An anomaly is that zero is the Saint Lawrence River and the Lachine Canal, so address numbers south of the canal begin at zero at the river, then increase toward the canal, and the canal resets the address grid back to zero. Charlevoix Street crosses the canal, and Atwater Avenue formerly also did (the portion to the south has now been renamed Thomas Keefer Street); as a result, addresses south of the canal on these two streets have a leading 0 (zero) before the number to avoid repeating the same addresses that are used to the north. Therefore, 01000 Charlevoix Street is south of the canal, one block over from 1000 Hibernia; and 400 Charlevoix is north of it, one block over from 400 Lévis.

Other grid axes:
- North-south streets, east side: St-Denis 400, Atateken/Christophe-Colomb 1100, Papineau 1800, De Lorimier 2100, Pie-IX Blvd 4100, Honoré-Beaugrand 8000, St-Jean-Baptiste Blvd 12000, Rousselière 14000.
- North-south streets, west side: St-Urbain 100, Park Avenue 300, Peel 1100, Atwater 3000, Décarie 5300, Cavendish 6500, Dollard 8800, Des Sources 11800, St-Charles 17000.
- East-west streets: Notre-Dame 500, René-Lévesque Blvd 1150, Sainte-Catherine 1400, De Maisonneuve 2000, Sherbrooke 3400, Mont-Royal Avenue 4500, St-Joseph Blvd 5000, Beaubien 6500, Jean-Talon 7200, Jarry 8100, Henri-Bourassa 10700, De Salaberry 12000. Gouin Blvd, which follows the shore of Rivière des Prairies, is too crooked to have a constant grid reference.

The grid-axis system was introduced by the City of Montreal in the mid-1920s, but was not generally adopted by neighboring towns.
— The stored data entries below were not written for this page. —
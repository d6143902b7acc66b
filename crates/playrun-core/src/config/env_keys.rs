//! Environment variable keys and their alias chains.
//!
//! The first key of each pair is read first; aliases are tried in order.
//! Names follow the Drone plugin conventions (`PLUGIN_*`, `DRONE_*`) plus the
//! bare credential names that older pipelines export.

/// Run configuration (inventories, playbook, credentials)
pub mod run {
    pub const INVENTORY_PATH: &str = "PLUGIN_INVENTORY_PATH";

    pub const INVENTORIES: &str = "PLUGIN_INVENTORY";
    pub const INVENTORIES_ALIASES: &[&str] = &["PLUGIN_INVENTORIES"];

    pub const PLAYBOOK: &str = "PLUGIN_PLAYBOOK";

    pub const SSH_USER: &str = "SSH_USER";
    pub const SSH_USER_ALIASES: &[&str] = &["PLUGIN_SSH_USER"];

    pub const SSH_KEY: &str = "SSH_KEY";
    pub const SSH_KEY_ALIASES: &[&str] = &["PLUGIN_SSH_KEY"];

    pub const SSH_PASSPHRASE: &str = "SSH_PASSPHRASE";
    pub const SSH_PASSPHRASE_ALIASES: &[&str] = &["PLUGIN_SSH_PASSPHRASE"];

    pub const BECOME_USER: &str = "BECOME_USER";
    pub const BECOME_USER_ALIASES: &[&str] =
        &["PLUGIN_BECOME_USER", "SUDO_USER", "PLUGIN_SUDO_USER"];

    pub const BECOME_PASSWORD: &str = "BECOME_PASSWORD";
    pub const BECOME_PASSWORD_ALIASES: &[&str] =
        &["PLUGIN_BECOME_PASSWORD", "SUDO_PASSWORD", "PLUGIN_SUDO_PASSWORD"];

    pub const DEBUG: &str = "PLUGIN_DEBUG";

    pub const ANSIBLE_BIN: &str = "PLAYRUN_ANSIBLE_BIN";
    pub const STRATEGY: &str = "PLAYRUN_STRATEGY";

    /// ssh-agent / ssh-add executables for the direct strategy.
    pub const SSH_AGENT_BIN: &str = "PLAYRUN_SSH_AGENT_BIN";
    pub const SSH_ADD_BIN: &str = "PLAYRUN_SSH_ADD_BIN";
}

/// Build metadata injected by the CI runner
pub mod build {
    pub const WORKSPACE: &str = "DRONE_WORKSPACE";
    pub const COMMIT_SHA: &str = "DRONE_COMMIT_SHA";
    pub const TAG: &str = "DRONE_TAG";
}

/// Sandbox placement
pub mod sandbox {
    pub const PLAYRUN_TMP_DIR: &str = "PLAYRUN_TMP_DIR";
}

/// Logging and audit
pub mod observability {
    pub const PLAYRUN_QUIET: &str = "PLAYRUN_QUIET";
    pub const PLAYRUN_LOG_LEVEL: &str = "PLAYRUN_LOG_LEVEL";
    pub const PLAYRUN_LOG_JSON: &str = "PLAYRUN_LOG_JSON";
    pub const PLAYRUN_AUDIT_LOG: &str = "PLAYRUN_AUDIT_LOG";
}

/// Variables the generated wrapper script and the engine read at run time.
/// These are set on child processes, never read from our own environment.
pub mod child {
    pub const SSH_PASSPHRASE: &str = "SSH_PASSPHRASE";
    pub const ANSIBLE_CONFIG: &str = "ANSIBLE_CONFIG";
    pub const SSH_ASKPASS: &str = "SSH_ASKPASS";
    pub const SSH_AUTH_SOCK: &str = "SSH_AUTH_SOCK";
    pub const SSH_AGENT_PID: &str = "SSH_AGENT_PID";
}
//! Wrapper script generation.
//!
//! The script loads the key into a fresh ssh-agent (when a key is configured),
//! runs the engine once, and kills the agent. It takes two positional
//! arguments so one script serves every inventory of the run:
//!
//! 1. the extra-variables JSON
//! 2. the inventory file path
//!
//! The script exits with the engine's status, also when an agent was started.

use playrun_core::RunConfig;
use std::path::Path;

const SHEBANG: &str = "#!/bin/sh -u\n";
const AGENT_START: &str = "eval $(ssh-agent) > /dev/null || exit $?\n";
const SAVE_STATUS: &str = "status=$?\n";
const AGENT_STOP: &str = "ssh-agent -k > /dev/null || exit $?\n";
const EXIT_STATUS: &str = "exit $status\n";

/// Builds the wrapper script text from the run configuration and resolved sandbox paths.
pub struct ScriptBuilder<'a> {
    config: &'a RunConfig,
    build_root: &'a Path,
    private_key: Option<&'a Path>,
    askpass: Option<&'a Path>,
}

impl<'a> ScriptBuilder<'a> {
    pub fn new(config: &'a RunConfig, build_root: &'a Path) -> Self {
        Self {
            config,
            build_root,
            private_key: None,
            askpass: None,
        }
    }

    pub fn private_key(mut self, path: Option<&'a Path>) -> Self {
        self.private_key = path;
        self
    }

    pub fn askpass(mut self, path: Option<&'a Path>) -> Self {
        self.askpass = path;
        self
    }

    pub fn build(&self) -> String {
        let mut script = String::from(SHEBANG);
        let with_agent = self.config.has_ssh_key();

        if with_agent {
            script.push_str(AGENT_START);
            // SSH_ASKPASS is empty when no passphrase helper was generated.
            script.push_str(&format!(
                "echo \"$SSH_PASSPHRASE\" | SSH_ASKPASS=\"{}\" ssh-add \"{}\" > /dev/null 2>&1 || exit $?\n",
                display_or_empty(self.askpass),
                display_or_empty(self.private_key),
            ));
        }

        let mut command = vec![
            self.config.ansible_bin.display().to_string(),
            "-e".to_string(),
            "\"$1\"".to_string(),
        ];
        if self.config.has_ssh_user() {
            command.push("-u".to_string());
            command.push(format!("\"{}\"", self.config.ssh_user));
        }
        command.push("-i".to_string());
        command.push("\"$2\"".to_string());
        command.push(format!(
            "\"{}\"",
            self.build_root.join(&self.config.playbook).display()
        ));
        command.push("\n".to_string());
        script.push_str(&command.join(" "));

        // The engine's status must survive the agent teardown.
        if with_agent {
            script.push_str(SAVE_STATUS);
            script.push_str(AGENT_STOP);
            script.push_str(EXIT_STATUS);
        }
        script
    }
}

fn display_or_empty(path: Option<&Path>) -> String {
    path.map(|p| p.display().to_string()).unwrap_or_default()
}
Most on-island suburbs or boroughs merged recently on the west side of the island still have separate numbering systems, though most streets that start in the 9 original boroughs continue the Montreal numbering beyond its old borders. The highest address in Montreal is 23000 Gouin Boulevard West in the borough of Pierrefonds, beyond which begins the separate system of Senneville.

=== Street naming ===
Most streets in Montreal do not change name throughout their course, respecting their grid axis. Streets such as Saint Laurent Boulevard, Papineau Ave., De Lorimier Ave. and Pie-IX Blvd. have a foot in both rivers, and some street names are used for more than one section of street, despite gaps or interruptions.

There are a few notable exceptions which continue for historical reasons. A few north–south streets which begin in Old Montreal change name at Saint Antoine Street (formerly Craig Street), site of the former city wall (Saint-Pierre → Bleury → Park Avenue, Bonsecours → Saint-Denis). Only one street changes name many times: McGill Street → Square-Victoria Street → Beaver Hall Hill → Frère-André Place → Phillips Place → Phillips Square → Aylmer St.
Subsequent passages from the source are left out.